TeliaSonera received 1,145 requests for lawful interception of subscribers' communications from Swedish authorities in the first half of 2014, over half the total number of requests received in the country in all of 2013.
In its first transparency report, the Sweden-headquartered operator revealed that in 2013 domestic authorities made 1,947 intercept requests and 1,996 requests for access to historical communications data. In the first half of 2014, TeliaSonera received 995 historical-data requests in Sweden.
Requests by Finnish authorities in 2013 stood at 3,570 for interception and 4,091 for historical data. First-half 2014 figures were 1,630 and 1,892, respectively.
TeliaSonera is the latest operator in Europe and the Nordics to release details of the number of requests it has received for access to customers' communications from government and security services. Vodafone and Deutsche Telekom released similar reports in June, with the former revealing data covering 29 of its key global markets, and the German incumbent announcing that it received nearly 50,000 phone-line-intercept requests in 2013.
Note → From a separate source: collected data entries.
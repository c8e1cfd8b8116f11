// Copyright 2026 Phillip Cloud
// Licensed under the Apache License, Version 2.0

use anyhow::{Context, Result};
use crossterm::event::{self, Event, KeyCode, KeyEvent, KeyModifiers};
use crossterm::terminal::{disable_raw_mode, enable_raw_mode};
use crossterm::{execute, terminal};
use ratatui::Terminal;
use ratatui::backend::CrosstermBackend;
use ratatui::layout::{Constraint, Direction, Layout, Rect};
use ratatui::style::{Color, Modifier, Style};
use ratatui::widgets::{Block, Borders, Cell, Clear, Paragraph, Row, Table};
use roster_app::{AppCommand, AppEvent, Record, RosterSnapshot, RosterState, StateError};
use std::io;
use std::sync::mpsc::{self, Receiver, Sender};
use std::thread;
use std::time::Duration;

const STATUS_CLEAR_DELAY: Duration = Duration::from_secs(4);

#[derive(Debug, Clone, PartialEq, Eq)]
pub enum InternalEvent {
    ClearStatus { token: u64 },
    RecordsLoaded(Vec<Record>),
    LoadFailed(String),
}

/// Data source seam for the view. The default `spawn_load` delivers the
/// records through the event channel so a runtime may load off-thread.
pub trait RosterRuntime {
    fn source_label(&self) -> String;
    fn load_records(&mut self) -> Result<Vec<Record>>;
    fn spawn_load(&mut self, tx: Sender<InternalEvent>) -> Result<()> {
        let event = match self.load_records() {
            Ok(records) => InternalEvent::RecordsLoaded(records),
            Err(error) => InternalEvent::LoadFailed(format!("{error:#}")),
        };
        tx.send(event)
            .map_err(|_| anyhow::anyhow!("roster event channel closed"))?;
        Ok(())
    }
}

#[derive(Debug, Clone, PartialEq, Eq)]
pub struct UiOptions {
    pub title: String,
    pub initial_query: String,
}

impl Default for UiOptions {
    fn default() -> Self {
        Self {
            title: "friends".to_owned(),
            initial_query: String::new(),
        }
    }
}

#[derive(Debug, Clone, Copy, Default, PartialEq, Eq)]
enum Focus {
    #[default]
    Categories,
    Query,
    Table,
}

impl Focus {
    const ALL: [Self; 3] = [Self::Categories, Self::Query, Self::Table];

    fn rotate(self, delta: isize) -> Self {
        let current = Self::ALL
            .iter()
            .position(|focus| *focus == self)
            .unwrap_or(0) as isize;
        let len = Self::ALL.len() as isize;
        Self::ALL[(current + delta).rem_euclid(len) as usize]
    }

    const fn label(self) -> &'static str {
        match self {
            Self::Categories => "CATEGORIES",
            Self::Query => "QUERY",
            Self::Table => "TABLE",
        }
    }
}

#[derive(Debug, Clone, Default)]
struct ViewData {
    focus: Focus,
    category_cursor: usize,
    table_offset: usize,
    help_visible: bool,
    loading: bool,
    pending_query: Option<String>,
    source_label: String,
    status_token: u64,
}

pub fn run_app<R: RosterRuntime>(
    state: &mut RosterState,
    runtime: &mut R,
    options: &UiOptions,
) -> Result<()> {
    enable_raw_mode().context("enable raw mode")?;
    let mut stdout = io::stdout();
    execute!(stdout, terminal::EnterAlternateScreen).context("enter alternate screen")?;

    let backend = CrosstermBackend::new(stdout);
    let mut terminal = Terminal::new(backend).context("create terminal")?;

    let mut view_data = ViewData {
        pending_query: Some(options.initial_query.clone()).filter(|query| !query.is_empty()),
        ..ViewData::default()
    };
    let (internal_tx, internal_rx) = mpsc::channel();
    request_load(state, runtime, &mut view_data, &internal_tx);

    let mut result = Ok(());
    loop {
        process_internal_events(state, &mut view_data, &internal_tx, &internal_rx);

        if let Err(error) = terminal.draw(|frame| render(frame, state, &view_data, options)) {
            result = Err(error).context("draw frame");
            break;
        }

        match next_input(event::poll, event::read) {
            Ok(Some(Event::Key(key))) => {
                if handle_key_event(state, runtime, &mut view_data, &internal_tx, key) {
                    break;
                }
            }
            Ok(_) => {}
            Err(error) => {
                result = Err(error);
                break;
            }
        }
    }

    disable_raw_mode().context("disable raw mode")?;
    execute!(io::stdout(), terminal::LeaveAlternateScreen).context("leave alternate screen")?;
    result
}

/// Waits briefly for one terminal event. Errors are returned rather than
/// propagated so the caller can still restore the terminal.
fn next_input<P, R>(poll: P, read: R) -> Result<Option<Event>>
where
    P: FnOnce(Duration) -> io::Result<bool>,
    R: FnOnce() -> io::Result<Event>,
{
    if !poll(Duration::from_millis(120)).context("poll event")? {
        return Ok(None);
    }
    read().context("read event").map(Some)
}

fn request_load<R: RosterRuntime>(
    state: &mut RosterState,
    runtime: &mut R,
    view_data: &mut ViewData,
    internal_tx: &Sender<InternalEvent>,
) {
    view_data.loading = true;
    view_data.source_label = runtime.source_label();
    tracing::info!(source = %view_data.source_label, "loading roster");
    if let Err(error) = runtime.spawn_load(internal_tx.clone()) {
        view_data.loading = false;
        emit_status(state, view_data, internal_tx, format!("load failed: {error:#}"));
    }
}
Operators are responding to allegations made by Edward Snowden--a former U.S. National Security Agency (NSA) contractor--of widespread snooping by U.S. and U.K. authorities that included a claim that the mobile phone of German Chancellor Angela Merkel had been tapped.
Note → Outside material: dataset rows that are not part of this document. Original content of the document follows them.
// Copyright 2026 Phillip Cloud
// Licensed under the Apache License, Version 2.0

use anyhow::Result;
use roster_app::{AppCommand, CategorySet, FilterState, Record, RosterState};
use roster_source::{RosterSource, load_roster_file};
use roster_testkit::{RosterFaker, names, sample_records, temp_roster_file, write_file};
use std::collections::BTreeSet;

#[test]
fn toml_roster_file_loads_in_source_order() -> Result<()> {
    let (_dir, path) = temp_roster_file("friends.toml", &sample_records())?;

    let records = load_roster_file(&path)?;
    assert_eq!(records, sample_records());
    Ok(())
}

#[test]
fn json_roster_file_loads_through_source() -> Result<()> {
    let (_dir, path) = temp_roster_file("friends.json", &sample_records())?;

    let records = RosterSource::File(path).load()?;
    assert_eq!(records.len(), sample_records().len());
    assert_eq!(records[2], Record::new("クマたん", "くま"));
    Ok(())
}

#[test]
fn wrapped_json_roster_file_loads() -> Result<()> {
    let dir = tempfile::tempdir()?;
    let content = concat!(
        r#"{"records": [{"name": "きりんさん", "category": "キリン"},"#,
        r#" {"name": "あかねまる", "category": "狐"}]}"#,
    );
    let path = write_file(dir.path(), "roster.json", content)?;

    let records = load_roster_file(&path)?;
    assert_eq!(
        records,
        vec![Record::new("きりんさん", "キリン"), Record::new("あかねまる", "狐")]
    );
    Ok(())
}

#[test]
fn missing_roster_file_names_the_path() -> Result<()> {
    let dir = tempfile::tempdir()?;
    let path = dir.path().join("absent.toml");

    let error = load_roster_file(&path).expect_err("missing file should fail");
    let message = format!("{error:#}");
    assert!(message.contains("read roster file"), "got {message}");
    assert!(message.contains("absent.toml"), "got {message}");
    Ok(())
}

#[test]
fn malformed_record_is_rejected_at_the_boundary() -> Result<()> {
    let dir = tempfile::tempdir()?;
    let path = write_file(
        dir.path(),
        "roster.toml",
        "[[record]]\nname = \"クマたん\"\ncategory = \"くま\"\n\n[[record]]\nname = \"\"\ncategory = \"くま\"\n",
    )?;

    let error = load_roster_file(&path).expect_err("blank name should fail");
    let message = format!("{error:#}");
    assert!(message.contains("record 1 has a blank name"), "got {message}");
    Ok(())
}

#[test]
fn builtin_source_feeds_roster_state() -> Result<()> {
    let mut state = RosterState::default();
    state.dispatch(AppCommand::Load(RosterSource::Builtin.load()?))?;
    state.dispatch(AppCommand::SetNameQuery("クマ".to_owned()))?;

    assert_eq!(names(&state.visible()), vec!["クマたん", "クマすけ"]);
    state.dispatch(AppCommand::ToggleCategory {
        category: "熊".to_owned(),
        checked: true,
    })?;
    state.dispatch(AppCommand::SetNameQuery("ん".to_owned()))?;
    assert_eq!(names(&state.visible()), vec!["クマたん", "リボンのくまさん"]);
    Ok(())
}

#[test]
fn derived_categories_are_unique_known_and_first_seen() {
    for seed in 1..=64 {
        let mut faker = RosterFaker::new(seed);
        let len = faker.int_n(40);
        let records = faker.roster(len);
        let categories = CategorySet::derive(&records);

        let unique: BTreeSet<&str> = categories.iter().collect();
        assert_eq!(unique.len(), categories.len(), "seed {seed}");
        assert!(
            records
                .iter()
                .all(|record| categories.contains(&record.category)),
            "seed {seed}"
        );

        let first_seen: Vec<usize> = categories
            .iter()
            .map(|category| {
                records
                    .iter()
                    .position(|record| record.category == category)
                    .unwrap_or(usize::MAX)
            })
            .collect();
        assert!(
            first_seen.windows(2).all(|pair| pair[0] < pair[1]),
            "seed {seed}"
        );
    }
}

#[test]
fn filtering_is_idempotent_and_a_subset() {
    for seed in 1..=64 {
        let mut faker = RosterFaker::new(seed);
        let records = faker.roster(24);
        let categories = CategorySet::derive(&records);

        let mut filter = FilterState::default();
        filter.set_name_query(faker.query());
        for category in categories.iter() {
            if faker.int_n(3) == 0 {
                filter.toggle_category(category, true);
            }
        }

        let once: Vec<Record> = filter.apply(&records).into_iter().cloned().collect();
        let twice: Vec<Record> = filter.apply(&once).into_iter().cloned().collect();
        assert_eq!(once, twice, "seed {seed}");
        assert!(once.iter().all(|record| records.contains(record)), "seed {seed}");
        assert!(
            once.iter()
                .all(|record| record.name.contains(filter.name_query.as_str())),
            "seed {seed}"
        );
    }
}

#[test]
fn unfiltered_state_shows_everything() {
    for seed in 1..=16 {
        let records = RosterFaker::new(seed).roster(12);
        assert_eq!(FilterState::default().apply(&records).len(), records.len());
    }
}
As with the Vodafone and Deutsche Telekom reports, TeliaSonera was quick to state that it places a high priority on protecting personal subscriber data but also that it is obliged by law to respond to authorities' requests for access to that data on occasion.
The operators' first transparency report covers requests received throughout 2013 and in January to June 2014 by TeliaSonera's businesses in Finland and Sweden. TeliaSonera said that it will update the report twice a year and that it plans to add statistics from Denmark, Estonia, Nepal, Norway and Spain to its January 2015 edition.